Suddenly, a form broke away from the crowd of the school and approached Ethal. The movement caught her attention, and as she looked in the figure’s direction, she immediately recognized Theral. Ethal and Theral had always been close, and they had been informally pledged to one another, just as Mordis was to Noral. Theral approached Ethal slowly, her long blonde hair tossed slightly by the currents of voices whipping around her, her light blue shells flattering as she swayed toward Ethal. The planeswimmer forced herself to look into Theral’s face as she approached, but the other woman’s features were unreadable. Theral stopped within an arm’s reach of Ethal, and hesitated for a long time as the crowd quieted, every eye trained on the pair in the center of the Bed.
Finally, Theral pointed to Ethal’s newly acquired vestment. “Those shells…are beautiful, Ethal.” She smiled broadly at her friend.
Ethal grinned back at her, her sense of relief so profound that she did, in fact, nearly weep. “Thank you, Theral,” she whispered before closing the distance between them and embracing her.
Moments later, Ethal seemed to be surrounded. Her family was there first, and Mordis and Noral shortly after.
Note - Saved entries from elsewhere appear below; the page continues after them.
//! Built-in chat sites
//!
//! Each site carries its URL, its input and reply selector chains, and the
//! timing that suits how it streams. Everything here can be overridden from
//! a JSON file (see [`crate::config`]).

use super::{ChannelProfile, KeywordFilter, DEFAULT_MAX_WAIT, DEFAULT_STABILITY_THRESHOLD};
use serde::Deserialize;
use std::sync::Arc;
use std::time::Duration;

/// Replies this short are usually a streaming artifact, not an answer
const SITE_MIN_RESPONSE_CHARS: usize = 11;

/// Everything needed to drive one chat site
#[derive(Debug, Clone, PartialEq)]
pub struct SiteSpec {
    pub name: String,
    pub url: Option<String>,
    pub input_selectors: Vec<String>,
    pub response_selectors: Vec<String>,
    pub max_wait: Duration,
    pub poll_interval: Duration,
    pub stability_threshold: u32,
    pub min_response_chars: usize,
    pub provisional_keywords: Option<Vec<String>>,
    pub provisional_max_len: Option<usize>,
}

/// Per-site overrides loaded from the sites file
#[derive(Debug, Clone, Default, Deserialize)]
#[serde(deny_unknown_fields)]
pub struct SiteOverride {
    pub url: Option<String>,
    pub input_selectors: Option<Vec<String>>,
    pub response_selectors: Option<Vec<String>>,
    pub max_wait_ms: Option<u64>,
    pub poll_interval_ms: Option<u64>,
    pub stability_threshold: Option<u32>,
    pub min_response_chars: Option<usize>,
    pub provisional_keywords: Option<Vec<String>>,
    pub provisional_max_len: Option<usize>,
}

struct BuiltinSite {
    name: &'static str,
    url: &'static str,
    max_wait_secs: u64,
    stability_threshold: u32,
    input: &'static [&'static str],
    response: &'static [&'static str],
}

const BUILTIN_SITES: &[BuiltinSite] = &[
    BuiltinSite {
        name: "chatgpt",
        url: "https://chat.openai.com",
        max_wait_secs: 60,
        stability_threshold: 2,
        input: &[
            "#prompt-textarea",
            "textarea[placeholder*=\"message\"]",
            "div[contenteditable=\"true\"]",
        ],
        response: &[
            "[data-message-author-role=\"assistant\"]",
            "div.markdown.prose",
            "div[class*=\"markdown\"]",
        ],
    },
    BuiltinSite {
        name: "claude",
        url: "https://claude.ai",
        max_wait_secs: 60,
        stability_threshold: 2,
        input: &[
            "div[contenteditable=\"true\"][role=\"textbox\"]",
            ".ProseMirror",
            "div[contenteditable=\"true\"]",
        ],
        response: &["div[data-testid=\"message-content\"]", ".font-claude-message", "div.prose"],
    },
    BuiltinSite {
        name: "zeph",
        url: "https://zeph.symboliccapital.net/",
        max_wait_secs: 90,
        stability_threshold: 3,
        input: &["textarea", "div[contenteditable=\"true\"]"],
        response: &[".markdown-prose", "div[class*=\"markdown\"]", ".message-content"],
    },
    BuiltinSite {
        name: "copilot",
        url: "https://copilot.microsoft.com/",
        max_wait_secs: 45,
        stability_threshold: 2,
        input: &["textarea#userInput", "textarea", "div[contenteditable=\"true\"]"],
        response: &[
            "div[data-content=\"ai-message\"]",
            "div[class*=\"group/ai-message-item\"]",
            "[role=\"article\"]",
        ],
    },
    BuiltinSite {
        name: "gemini",
        url: "https://gemini.google.com/",
        max_wait_secs: 45,
        stability_threshold: 2,
        input: &[
            "div.ql-editor[contenteditable=\"true\"]",
            "rich-textarea div[contenteditable=\"true\"]",
            "textarea",
        ],
        response: &["message-content", ".model-response-text", "div[data-response-index]"],
    },
    BuiltinSite {
        name: "grok",
        url: "https://grok.com/",
        max_wait_secs: 60,
        stability_threshold: 2,
        input: &["textarea[aria-label*=\"Ask\"]", "textarea", "div[contenteditable=\"true\"]"],
        response: &["div.message-bubble", "div[class*=\"prose\"]", "div[class*=\"markdown\"]"],
    },
];

/// Names of the sites known without any configuration
pub fn builtin_names() -> impl Iterator<Item = &'static str> {
    BUILTIN_SITES.iter().map(|s| s.name)
}

impl SiteSpec {
    /// The built-in definition for `name`, if there is one
    pub fn builtin(name: &str) -> Option<Self> {
        let name = name.to_lowercase();
        BUILTIN_SITES
            .iter()
            .find(|s| s.name == name)
            .map(|s| Self {
                name: s.name.to_string(),
                url: Some(s.url.to_string()),
                input_selectors: s.input.iter().map(ToString::to_string).collect(),
                response_selectors: s.response.iter().map(ToString::to_string).collect(),
                max_wait: Duration::from_secs(s.max_wait_secs),
                poll_interval: super::DEFAULT_POLL_INTERVAL,
                stability_threshold: s.stability_threshold,
                min_response_chars: SITE_MIN_RESPONSE_CHARS,
                provisional_keywords: None,
                provisional_max_len: None,
            })
    }

    /// A site with no selectors; only usable once an override fills it in
    pub fn blank(name: &str) -> Self {
        Self {
            name: name.to_lowercase(),
            url: None,
            input_selectors: Vec::new(),
            response_selectors: Vec::new(),
            max_wait: DEFAULT_MAX_WAIT,
            poll_interval: super::DEFAULT_POLL_INTERVAL,
            stability_threshold: DEFAULT_STABILITY_THRESHOLD,
            min_response_chars: SITE_MIN_RESPONSE_CHARS,
            provisional_keywords: None,
            provisional_max_len: None,
        }
    }

    pub fn apply(&mut self, over: &SiteOverride) {
        if let Some(url) = &over.url {
            self.url = Some(url.clone());
        }
        if let Some(input) = &over.input_selectors {
            self.input_selectors.clone_from(input);
        }
        if let Some(response) = &over.response_selectors {
            self.response_selectors.clone_from(response);
        }
        if let Some(ms) = over.max_wait_ms {
            self.max_wait = Duration::from_millis(ms);
        }
        if let Some(ms) = over.poll_interval_ms {
            self.poll_interval = Duration::from_millis(ms);
        }
        if let Some(threshold) = over.stability_threshold {
            self.stability_threshold = threshold;
        }
        if let Some(min) = over.min_response_chars {
            self.min_response_chars = min;
        }
        if let Some(keywords) = &over.provisional_keywords {
            self.provisional_keywords = Some(keywords.clone());
        }
        if let Some(max_len) = over.provisional_max_len {
            self.provisional_max_len = Some(max_len);
        }
    }

    /// Whether the adapter has enough to find its way around the page
    pub fn is_drivable(&self) -> bool {
        !self.input_selectors.is_empty() && !self.response_selectors.is_empty()
    }

    pub fn profile(&self) -> ChannelProfile {
        let mut filter = match &self.provisional_keywords {
            Some(keywords) => KeywordFilter::new(keywords.iter().cloned()),
            None => KeywordFilter::default(),
        };
        if let Some(max_len) = self.provisional_max_len {
            filter = filter.with_max_len(max_len);
        }
        ChannelProfile::new(self.max_wait, self.stability_threshold)
            .with_poll_interval(self.poll_interval)
            .with_min_response_chars(self.min_response_chars)
            .with_provisional(Arc::new(filter))
    }
}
Their reactions all varied slightly, but most of them who chose to comment praised Ethal for her fine taste. Her mother, Iral, was particularly fond of the color, while Addas and Ashal were more fond of the shark’s teeth. When Ethal’s attention turned to the stern face of her father, she saw disappointment mirrored in Karas’s eyes.
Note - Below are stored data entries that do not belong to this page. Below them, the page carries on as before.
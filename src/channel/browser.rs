//! Browser-backed channels
//!
//! One headed Chromium with a persistent profile holds a tab per chat site,
//! so logins survive between runs.

use super::sites::{self, SiteSpec};
use super::{ChannelAdapter, ChannelError, ChannelProfile};
use async_trait::async_trait;
use chromiumoxide::browser::{Browser, BrowserConfig};
use chromiumoxide::Page;
use futures::StreamExt;
use std::path::Path;
use std::time::Duration;
use tokio::task::JoinHandle;

/// How long to look for each input selector before trying the next
const SELECTOR_WAIT: Duration = Duration::from_secs(2);

/// Give the page a moment to take the pasted text before submitting
const SUBMIT_DELAY: Duration = Duration::from_millis(500);

/// Puts text into the focused input surface in one go, so newlines in the
/// message do not submit it early.
const INSERT_SCRIPT: &str = r"(() => {
  const el = document.querySelector(__SELECTOR__);
  if (!el) return false;
  el.focus();
  document.execCommand('selectAll', false, null);
  document.execCommand('insertText', false, __TEXT__);
  if ('value' in el && el.value !== __TEXT__) {
    el.value = __TEXT__;
    el.dispatchEvent(new Event('input', { bubbles: true }));
  }
  return true;
})()";

/// Reads the newest reply, skipping anything that is part of an input
/// surface. Code blocks win over prose when present.
const OBSERVE_SCRIPT: &str = r"(() => {
  const selectors = __SELECTORS__;
  const isInput = (el) =>
    el.isContentEditable ||
    el.tagName.toLowerCase() === 'textarea' ||
    (typeof el.className === 'string' && el.className.includes('input')) ||
    el.closest('[contenteditable=true]') !== null;
  for (const selector of selectors) {
    let found;
    try {
      found = Array.from(document.querySelectorAll(selector));
    } catch (e) {
      continue;
    }
    const replies = found.filter((el) => !isInput(el));
    if (replies.length === 0) continue;
    const el = replies[replies.length - 1];
    let blocks = el.querySelectorAll('code');
    if (blocks.length === 0) blocks = el.querySelectorAll('pre');
    if (blocks.length > 0) {
      return Array.from(blocks).map((b) => b.textContent.trim()).join('\n');
    }
    return (el.innerText || el.textContent || '').trim();
  }
  return '';
})()";

fn js_string(value: &str) -> String {
    serde_json::to_string(value).unwrap_or_else(|_| "\"\"".to_string())
}

fn insert_script(selector: &str, text: &str) -> String {
    INSERT_SCRIPT
        .replace("__SELECTOR__", &js_string(selector))
        .replace("__TEXT__", &js_string(text))
}

fn observe_script(selectors: &[String]) -> String {
    let list = serde_json::to_string(selectors).unwrap_or_else(|_| "[]".to_string());
    OBSERVE_SCRIPT.replace("__SELECTORS__", &list)
}

/// The shared browser process
pub struct BrowserHub {
    browser: Browser,
    handler_task: JoinHandle<()>,
}

impl BrowserHub {
    /// Launch Chromium with a persistent profile directory
    pub async fn launch(profile_dir: &Path, headless: bool) -> Result<Self, ChannelError> {
        std::fs::create_dir_all(profile_dir).map_err(|e| {
            ChannelError::Browser(format!(
                "Failed to create profile dir {}: {e}",
                profile_dir.display()
            ))
        })?;

        let mut builder = BrowserConfig::builder()
            .user_data_dir(profile_dir)
            .arg("--disable-blink-features=AutomationControlled")
            .arg("--no-first-run")
            .viewport(None);
        if !headless {
            builder = builder.with_head();
        }
        let config = builder.build().map_err(ChannelError::Browser)?;

        let (browser, mut handler) = Browser::launch(config)
            .await
            .map_err(|e| ChannelError::Browser(format!("Failed to launch browser: {e}")))?;

        let handler_task = tokio::spawn(async move {
            while let Some(event) = handler.next().await {
                if let Err(e) = event {
                    tracing::warn!("CDP handler error: {e}");
                }
            }
        });

        tracing::info!(profile = %profile_dir.display(), headless, "Browser launched");
        Ok(Self {
            browser,
            handler_task,
        })
    }

    /// Open a tab for `site`. A failed navigation is only a warning: the
    /// user can still navigate the tab by hand before the session starts.
    pub async fn open(&self, site: &SiteSpec) -> Result<BrowserChannel, ChannelError> {
        if !site.is_drivable() {
            let known: Vec<&str> = sites::builtin_names().collect();
            return Err(ChannelError::Browser(format!(
                "Site {} has no input or reply selectors configured (built-in sites: {})",
                site.name,
                known.join(", ")
            )));
        }

        let page = self.browser.new_page("about:blank").await?;
        if let Some(url) = &site.url {
            tracing::info!(site = %site.name, %url, "Loading site");
            if let Err(e) = page.goto(url.as_str()).await {
                tracing::warn!(
                    site = %site.name,
                    %url,
                    error = %e,
                    "Failed to load site, navigate the tab manually"
                );
            }
        }

        Ok(BrowserChannel {
            name: site.name.clone(),
            page,
            input_selectors: site.input_selectors.clone(),
            response_selectors: site.response_selectors.clone(),
            profile: site.profile(),
        })
    }

    pub async fn close(mut self) {
        if let Err(e) = self.browser.close().await {
            tracing::warn!(error = %e, "Failed to close browser");
        }
        self.handler_task.abort();
    }
}

/// One chat site in one browser tab
pub struct BrowserChannel {
    name: String,
    page: Page,
    input_selectors: Vec<String>,
    response_selectors: Vec<String>,
    profile: ChannelProfile,
}

impl BrowserChannel {
    async fn try_input(&self, selector: &str, text: &str) -> Result<(), ChannelError> {
        let element = tokio::time::timeout(SELECTOR_WAIT, self.page.find_element(selector))
            .await
            .map_err(|_| ChannelError::send_failure(&self.name, format!("{selector} timed out")))??;
        element.click().await?;

        let inserted = self
            .page
            .evaluate(insert_script(selector, text))
            .await?
            .into_value::<bool>()
            .unwrap_or(false);
        if !inserted {
            return Err(ChannelError::send_failure(
                &self.name,
                format!("{selector} vanished before text was inserted"),
            ));
        }

        tokio::time::sleep(SUBMIT_DELAY).await;
        element.press_key("Enter").await?;
        Ok(())
    }
}

#[async_trait]
impl ChannelAdapter for BrowserChannel {
    fn name(&self) -> &str {
        &self.name
    }

    fn profile(&self) -> &ChannelProfile {
        &self.profile
    }

    async fn send(&self, text: &str) -> Result<(), ChannelError> {
        for selector in &self.input_selectors {
            match self.try_input(selector, text).await {
                Ok(()) => {
                    tracing::info!(
                        channel = %self.name,
                        %selector,
                        chars = text.len(),
                        "Message sent"
                    );
                    return Ok(());
                }
                Err(e) => {
                    tracing::debug!(
                        channel = %self.name,
                        %selector,
                        error = %e,
                        "Input selector failed"
                    );
                }
            }
        }
        Err(ChannelError::send_failure(
            &self.name,
            format!("none of {} input selectors worked", self.input_selectors.len()),
        ))
    }

    async fn observe_latest(&self, _prior: &str) -> Result<String, ChannelError> {
        self.page
            .evaluate(observe_script(&self.response_selectors))
            .await
            .map_err(|e| ChannelError::observe(&self.name, e.to_string()))?
            .into_value::<String>()
            .map_err(|e| ChannelError::observe(&self.name, e.to_string()))
    }

    async fn focus(&self) {
        if let Err(e) = self.page.bring_to_front().await {
            tracing::debug!(channel = %self.name, error = %e, "Failed to bring tab to front");
        }
    }
}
Ethal gulped as the others became quiet. “Father, I…”
“Save it,” the old man said sternly, his voice long in the water. “How could you do this to me? How could you risk this shame on your family?”
Ethal looked down as her sister Ashal came to her defense. “Father, there is no shame in…”
“No shame?” Karas said, shocked. “My own daughter!” He looked back toward Ethal. “Late to the Gala! Were you raised by a mudskipper? Or by Karas and Iral?”
Ethal looked up at her father’s bearded face and saw a warm smile there. She moved next to him and embraced him. “I am sorry, father. I will not be late again.”
“See that you’re not,” Karas said.
Finally, a strong hand grabbed on to Ethal’s shoulder and gently pulled her away from her father. She turned around to see the smiling face of Mordis staring back at her.
“You could have told me, you know,” he said.
Ethal shrugged. “Would you have done what you did for me, with the shells, if you had known?”
Mordis scoffed a low vibration through the water. “Of course not.” He pointed at the shells across Ethal’s chest. “I would have insisted on nicer ones.”
Ethal smiled, and then embraced her greatest friend, both of them laughing, along with the others around them. She was, for the first time in a very long time, happy. She was relieved, she was grateful, and she was excited. But most of all, and most importantly to her, Ethal was finally free.